As I understand it many breweries hop during the whirlpool. Hops moving through spinning wort is simply more efficient usage than sitting on top of bottom draining wort. This is a secondary “whirlpool” term usage – the time when you add those hops.

Me – when the boil is done I turn the flame off and put the lid on (with immersion chiller hose fittings sticking out – chiller having been boiled for 10min) and I cover the brew kettle with tinfoil (like a starter) for the hour it takes my puny faucet to exchange the heat. When time, I remove my tinfoil covered lid and pour my brew kettle contents through a sanitized strainer (having already pitched my decanted starter into the primary – and wearing a face mask so I don’t breath into the wort.) Using whirlfloc there is definite huge coagulated hot/cold break in the primary – even having been filtered though the hop filled strainer. I don’t skim off hot break (improves head retention), nor do I rack out clear wort after chilling. All that drops out anyway.
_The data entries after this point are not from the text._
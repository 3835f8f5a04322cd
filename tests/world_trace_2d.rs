#![cfg(feature = "dim2")]

use std::time::Duration;

use avian2d::prelude::{Collider, CollisionLayers, LayerMask, PhysicsPlugins, RigidBody};
use bevy::ecs::system::RunSystemOnce;
use bevy::prelude::*;
use bevy::time::TimeUpdateStrategy;
use bevy_barrel_prediction::prelude::*;

const SAFE: ProfileId = ProfileId(1);

const CONCRETE: PhysicalSurface = PhysicalSurface(1);
const GLASS: PhysicalSurface = PhysicalSurface(2);

fn physics_app() -> App {
    let mut profiles = ProjectileProfiles::default();
    profiles.insert(SAFE, ProjectileProfile::new(300.0, 300.0, Inert).with_safe_launch(true));

    let mut app = App::new();
    app.add_plugins((
        MinimalPlugins,
        TransformPlugin,
        AssetPlugin::default(),
        bevy::scene::ScenePlugin,
        PhysicsPlugins::default(),
        BarrelPredictionPlugin,
    ))
    .insert_resource(TimeUpdateStrategy::ManualDuration(Duration::from_secs_f32(1.0 / 60.0)))
    .insert_resource(profiles);
    app.finish();
    app
}

fn settle(app: &mut App) {
    for _ in 0..5 {
        app.update();
    }
}

fn layers(layer: u32) -> CollisionLayers {
    CollisionLayers::new(LayerMask(TraceChannel::from_layer(layer).0), LayerMask::ALL)
}

/// Concrete wall 30m down +X on layer 0.
fn spawn_wall(app: &mut App) -> Entity {
    app.world_mut()
        .spawn((
            RigidBody::Static,
            Collider::rectangle(1.0, 20.0),
            layers(0),
            CONCRETE,
            Transform::from_xyz(30.0, 0.0, 0.0),
        ))
        .id()
}

#[derive(Clone, Copy)]
struct Cast {
    channel: TraceChannel,
    complexity: TraceComplexity,
    launcher: Option<Entity>,
}

impl Default for Cast {
    fn default() -> Self {
        Self {
            channel: TraceChannel::ALL,
            complexity: TraceComplexity::Simple,
            launcher: None,
        }
    }
}

/// Casts from the origin to (100, 0, 10); depth only rides along.
fn cast_down_range(In(cast): In<Cast>, world_trace: WorldTrace2d) -> Option<HitResult> {
    let profile = ProjectileProfile::new(300.0, 300.0, Inert)
        .with_trace_channel(cast.channel)
        .with_trace_complexity(cast.complexity)
        .with_safe_launch(true);
    probe(
        &world_trace,
        &profile,
        cast.launcher,
        Vec3::ZERO,
        Vec3::new(100.0, 0.0, 10.0),
        &[],
    )
}

fn cast(app: &mut App, cast: Cast) -> Option<HitResult> {
    app.world_mut()
        .run_system_once_with(cast_down_range, cast)
        .unwrap()
}

#[test]
fn test_trace_runs_in_the_xy_plane() {
    let mut app = physics_app();
    let wall = spawn_wall(&mut app);
    settle(&mut app);

    let hit = cast(&mut app, Cast::default()).unwrap();

    assert_eq!(hit.actor, Some(wall));
    assert_eq!(hit.physical_material, Some(CONCRETE));
    assert!((hit.time - 0.295).abs() < 1e-4);
    // Depth is interpolated along the full segment
    assert!((hit.location - Vec3::new(29.5, 0.0, 2.95)).length() < 1e-3);
    assert!((hit.normal - Vec3::NEG_X).length() < 1e-3);
}

#[test]
fn test_channel_and_proxy_filters() {
    let mut app = physics_app();
    let wall = spawn_wall(&mut app);
    let pane = app
        .world_mut()
        .spawn((
            RigidBody::Static,
            Collider::rectangle(1.0, 20.0),
            layers(2),
            GLASS,
            Transform::from_xyz(10.0, 0.0, 0.0),
        ))
        .id();
    let detail = app
        .world_mut()
        .spawn((
            RigidBody::Static,
            Collider::rectangle(1.0, 20.0),
            layers(0),
            CollisionProxy::Complex,
            Transform::from_xyz(20.0, 0.0, 0.0),
        ))
        .id();
    settle(&mut app);

    let everything = cast(&mut app, Cast::default()).unwrap();
    assert_eq!(everything.actor, Some(pane));
    assert_eq!(everything.physical_material, Some(GLASS));

    let terrain = Cast {
        channel: TraceChannel::from_layer(0),
        ..Cast::default()
    };
    assert_eq!(cast(&mut app, terrain).and_then(|hit| hit.actor), Some(wall));

    let detailed = Cast {
        complexity: TraceComplexity::Complex,
        ..terrain
    };
    assert_eq!(cast(&mut app, detailed).and_then(|hit| hit.actor), Some(detail));
}

#[test]
fn test_child_colliders_belong_to_their_body() {
    let mut app = physics_app();
    let wall = spawn_wall(&mut app);
    let hull = app
        .world_mut()
        .spawn((RigidBody::Static, Transform::default()))
        .with_children(|hull| {
            hull.spawn((Collider::rectangle(6.0, 2.0), layers(0), Transform::default()));
        })
        .id();
    settle(&mut app);

    let inside = cast(&mut app, Cast::default()).unwrap();
    assert_eq!(inside.actor, Some(hull));

    let launched = Cast {
        launcher: Some(hull),
        ..Cast::default()
    };
    assert_eq!(cast(&mut app, launched).and_then(|hit| hit.actor), Some(wall));
}

#[test]
fn test_mounted_barrel_never_hits_its_hull() {
    let mut app = physics_app();
    spawn_wall(&mut app);
    let mut barrel = Entity::PLACEHOLDER;
    app.world_mut()
        .spawn((
            RigidBody::Static,
            Collider::rectangle(6.0, 2.0),
            layers(0),
            Transform::default(),
        ))
        .with_children(|hull| {
            // Facing +X
            barrel = hull
                .spawn((
                    Barrel::new(SAFE),
                    Transform::from_xyz(1.0, 0.0, 0.0).looking_to(Vec3::X, Vec3::Y),
                ))
                .id();
        });
    settle(&mut app);

    app.world_mut().write_message(PredictHitRequest::new(barrel));
    app.update();
    app.update();

    let predicted = app.world().get::<PredictedTrajectory>(barrel).unwrap();
    let hit = predicted.hit.unwrap();
    assert!((hit - Vec3::new(29.5, 0.0, 0.0)).length() < 1e-3, "hit at {hit}");
}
Is the “whirlpool” method even applicable with an immersion chiller and pouring into your primary? I don’t think so. I don’t see the point. I guess logically if you can get one going – self sustaining – it would increase your immersion chiller efficiency drastically - but I’m guessing – that’s what I imagine people are sometimes talking about. This would be a third use for the term “whirlpool” – efficiency of heat exchange.

People say “whirlpool” and I don’t know what they are even talking about half the time.

Likewise – I have no idea what this means – and it’s frustrating.

Quote:
Originally Posted by helibrewer View Post
If you whirlpool, you need to let the wort settle for 15-20 mins so the trub settles out of suspension. I cool then whirlpool because I use an immersion chiller. With a plate chiller you whirlpool first, let it settle, then run the clean wort through the plate chiller.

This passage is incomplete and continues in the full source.